Warto wiedzieć, że sacharoza to zasadniczy składnik cukru trzcinowego i cukru buraczanego.
Odkrycia sacharyny dokonali przez przypadek w 1879 roku chemicy - Constantin Fahlberg i Ira Remsen. Podczas pracy w laboratorium na uniwersytecie Hopkinsa przeprowadzali analizę związków chemicznych smoły węglowej. W pewnym momencie postanowili zrobić sobie przerwę na śniadanie. Fahlberg jednak zapomniał umyć ręce, co spowodowało, że chemikalia pozostały na jego dłoniach.
Jedząc poczuł dziwną słodycz - zauważył, że osad powstały w wyniku jednego z doświadczeń ma słodki smak i postanowił poświęcić temu odkryciu więcej swojego czasu.
Później swoje słodkie odkrycie zarejestrował pod nazwą sacharyna.
Po raz pierwszy sacharyna została użyta jako dodatek do artykułów spożywczych w roku 1900, w Stanach Zjednoczonych.

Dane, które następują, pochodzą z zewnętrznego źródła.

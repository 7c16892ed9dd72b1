//! Keyword-heuristic content classification.
//!
//! The injectable [`Classifier`] seam lets the pipeline swap the local
//! heuristic for a smarter backend without touching any stage; the bundled
//! [`KeywordClassifier`] needs no model, no network, and is fully
//! deterministic.

use trendscout_core::{Post, Sentiment};

/// Category assigned when no keyword list matches.
pub const DEFAULT_CATEGORY: &str = "General";

/// Per-category keyword lists.
///
/// Keys are the stable category names used in analyses and dashboards;
/// keywords are lowercase single words matched against content and hashtags.
const CATEGORY_KEYWORDS: &[(&str, &[&str])] = &[
    (
        "Technology",
        &[
            "ai", "tech", "software", "app", "startup", "coding", "robot", "gadget", "iphone",
            "android", "crypto", "chip", "cyber", "quantum", "developer",
        ],
    ),
    (
        "Entertainment",
        &[
            "movie", "film", "music", "song", "album", "celebrity", "netflix", "trailer",
            "concert", "actor", "gaming", "meme", "anime", "comedy", "festival",
        ],
    ),
    (
        "Sports",
        &[
            "football", "soccer", "basketball", "baseball", "tennis", "olympics", "playoffs",
            "championship", "goal", "touchdown", "league", "athlete", "match", "race", "workout",
        ],
    ),
    (
        "Business",
        &[
            "market", "stocks", "economy", "earnings", "layoffs", "merger", "revenue", "invest",
            "inflation", "entrepreneur", "finance", "salary", "billion", "deal", "ipo",
        ],
    ),
    (
        "Lifestyle",
        &[
            "travel", "recipe", "fitness", "fashion", "wellness", "skincare", "home", "diet",
            "vacation", "coffee", "garden", "decor", "pets", "parenting", "minimalism",
        ],
    ),
    (
        "News & Politics",
        &[
            "election", "senate", "congress", "policy", "president", "protest", "vote", "court",
            "bill", "government", "minister", "war", "climate", "breaking", "investigation",
        ],
    ),
    (
        "Social Media",
        &[
            "tiktok", "instagram", "youtube", "influencer", "viral", "creator", "followers",
            "livestream", "subscribers", "hashtag", "reels", "shorts", "trending", "algorithm",
            "engagement",
        ],
    ),
];

/// Viral-content word weights.
///
/// Keys are lowercase single words. Values in `(0.0, 1.0]` are positive,
/// in `[-1.0, 0.0)` are negative. The final score is clamped to `[-1.0, 1.0]`.
const SENTIMENT_LEXICON: &[(&str, f32)] = &[
    // Positive signals
    ("love", 0.5),
    ("amazing", 0.5),
    ("awesome", 0.5),
    ("incredible", 0.5),
    ("best", 0.5),
    ("great", 0.4),
    ("beautiful", 0.4),
    ("win", 0.4),
    ("hilarious", 0.4),
    ("happy", 0.4),
    ("excited", 0.4),
    ("perfect", 0.4),
    ("wholesome", 0.4),
    ("inspiring", 0.4),
    ("brilliant", 0.4),
    ("stunning", 0.4),
    ("celebrate", 0.3),
    ("fun", 0.3),
    // Negative signals
    ("scam", -0.7),
    ("terrible", -0.6),
    ("awful", -0.6),
    ("worst", -0.6),
    ("disaster", -0.6),
    ("horrible", -0.6),
    ("disgusting", -0.6),
    ("hate", -0.5),
    ("outrage", -0.5),
    ("crisis", -0.5),
    ("angry", -0.4),
    ("sad", -0.4),
    ("fail", -0.4),
    ("shame", -0.4),
    ("fraud", -0.6),
    ("broken", -0.3),
    ("problem", -0.3),
    ("warning", -0.4),
];

/// Sentiment is called positive/negative only past this magnitude.
const SENTIMENT_THRESHOLD: f32 = 0.05;

/// Content classification seam used by the analysis pipeline.
pub trait Classifier: Send + Sync {
    /// Stable category name for a post.
    fn categorize(&self, post: &Post) -> String;

    /// Three-way sentiment for a text.
    fn sentiment(&self, text: &str) -> Sentiment;
}

/// Deterministic keyword-list classifier.
#[derive(Debug, Default, Clone, Copy)]
pub struct KeywordClassifier;

impl Classifier for KeywordClassifier {
    fn categorize(&self, post: &Post) -> String {
        let mut best: Option<(&str, usize)> = None;

        for (category, keywords) in CATEGORY_KEYWORDS {
            let hits = keyword_hits(post, keywords);
            if hits > 0 && best.is_none_or(|(_, b)| hits > b) {
                best = Some((category, hits));
            }
        }

        best.map_or_else(|| DEFAULT_CATEGORY.to_owned(), |(c, _)| c.to_owned())
    }

    fn sentiment(&self, text: &str) -> Sentiment {
        let score = lexicon_score(text);
        if score > SENTIMENT_THRESHOLD {
            Sentiment::Positive
        } else if score < -SENTIMENT_THRESHOLD {
            Sentiment::Negative
        } else {
            Sentiment::Neutral
        }
    }
}

/// Counts keyword occurrences across a post's content words and hashtags.
fn keyword_hits(post: &Post, keywords: &[&str]) -> usize {
    let mut hits = 0usize;

    for word in post.content.split_whitespace() {
        let w = word
            .trim_matches(|c: char| !c.is_alphanumeric())
            .to_lowercase();
        if keywords.contains(&w.as_str()) {
            hits += 1;
        }
    }
    for tag in &post.hashtags {
        if keywords.contains(&tag.as_str()) {
            hits += 1;
        }
    }

    hits
}

/// Score a text string using the sentiment lexicon.
///
/// Splits text into lowercase words, sums matching weights, and clamps
/// the result to `[-1.0, 1.0]`. Returns `0.0` for empty or unknown text.
#[must_use]
pub fn lexicon_score(text: &str) -> f32 {
    let mut score = 0.0_f32;
    for word in text.split_whitespace() {
        let w = word
            .trim_matches(|c: char| !c.is_alphabetic())
            .to_lowercase();
        for &(lex_word, weight) in SENTIMENT_LEXICON {
            if w == lex_word {
                score += weight;
                break;
            }
        }
    }
    score.clamp(-1.0, 1.0)
}

/// Fills in category and sentiment where the normalizers left them empty.
pub fn classify_posts(posts: &mut [Post], classifier: &dyn Classifier) {
    for post in posts.iter_mut() {
        if post.category.is_none() {
            post.category = Some(classifier.categorize(post));
        }
        if post.sentiment.is_none() {
            post.sentiment = Some(classifier.sentiment(&post.content));
        }
    }
}

#[cfg(test)]
mod tests {
    use super::*;
    use chrono::Utc;
    use trendscout_core::{Author, Engagement, Platform};

    fn post(content: &str, hashtags: &[&str]) -> Post {
        let now = Utc::now();
        Post {
            platform: Platform::X,
            source_post_id: "c1".to_owned(),
            author: Author::default(),
            content: content.to_owned(),
            url: String::new(),
            community: None,
            media_urls: Vec::new(),
            hashtags: hashtags.iter().map(|s| (*s).to_owned()).collect(),
            mentions: Vec::new(),
            engagement: Engagement::default(),
            engagement_score: 0,
            published_at: now,
            discovered_at: now,
            category: None,
            sentiment: None,
        }
    }

    #[test]
    fn tech_words_classify_as_technology() {
        let p = post("new AI chip beats every benchmark", &["tech"]);
        assert_eq!(KeywordClassifier.categorize(&p), "Technology");
    }

    #[test]
    fn hashtags_count_toward_the_category() {
        let p = post("look at this", &["tiktok", "viral", "creator"]);
        assert_eq!(KeywordClassifier.categorize(&p), "Social Media");
    }

    #[test]
    fn unmatched_content_falls_back_to_general() {
        let p = post("the quick brown fox jumps over it", &[]);
        assert_eq!(KeywordClassifier.categorize(&p), DEFAULT_CATEGORY);
    }

    #[test]
    fn most_hits_wins_across_categories() {
        // One tech word, two sports words.
        let p = post("robot referee ruins the championship match", &[]);
        assert_eq!(KeywordClassifier.categorize(&p), "Sports");
    }

    #[test]
    fn empty_string_scores_zero() {
        assert_eq!(lexicon_score(""), 0.0);
    }

    #[test]
    fn positive_words_score_positive() {
        assert!(lexicon_score("this is amazing, love it") > 0.0);
    }

    #[test]
    fn negative_words_score_negative() {
        assert!(lexicon_score("total scam, worst launch ever") < 0.0);
    }

    #[test]
    fn score_clamps_to_unit_range() {
        let text = "amazing awesome incredible best love perfect brilliant stunning";
        assert_eq!(lexicon_score(text), 1.0);
    }

    #[test]
    fn sentiment_maps_through_thresholds() {
        let c = KeywordClassifier;
        assert_eq!(c.sentiment("what an amazing win"), Sentiment::Positive);
        assert_eq!(c.sentiment("utter disaster and outrage"), Sentiment::Negative);
        assert_eq!(c.sentiment("a parcel arrived on tuesday"), Sentiment::Neutral);
    }

    #[test]
    fn classify_fills_only_missing_fields() {
        let mut posts = vec![post("new AI chip", &[]), post("boring text here", &[])];
        posts[0].category = Some("Entertainment".to_owned());

        classify_posts(&mut posts, &KeywordClassifier);

        assert_eq!(posts[0].category.as_deref(), Some("Entertainment"));
        assert_eq!(posts[1].category.as_deref(), Some(DEFAULT_CATEGORY));
        assert!(posts.iter().all(|p| p.sentiment.is_some()));
    }
}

Ten otrzymywany syntetycznie związek chemiczny przy większych stężeniach może pozostawiać w ustach przykry gorzkawy, metaliczny posmak.
Pierwszym, który wyprodukował sztuczny słodzik był John F. Quenny. Wielką popularność zyskał sobie w czasach I wojny światowej, gdy cukier był racjonowany, a sacharyna jako jego substytut - nie.
Dodatkowymi walorami jest niska cena oraz fakt, że słodzik ma niewielką wartość energetyczną, co ułatwia odchudzanie.
W dodatku słodzik nie jest fermentowany przez bakterie w jamie ustnej, a co za tym idzie unika się kłopotów z zębami.
Wreszcie - zwrócono uwagę na możliwość stosowania go zamiast cukru, u osób chorujących na cukrzycę.
Niestety są i minusy - substancja która na produktach spożywczych oznaczana jest kodem E954, może być przyczyną zwiększonej zapadalności na nowotwory u ludzi.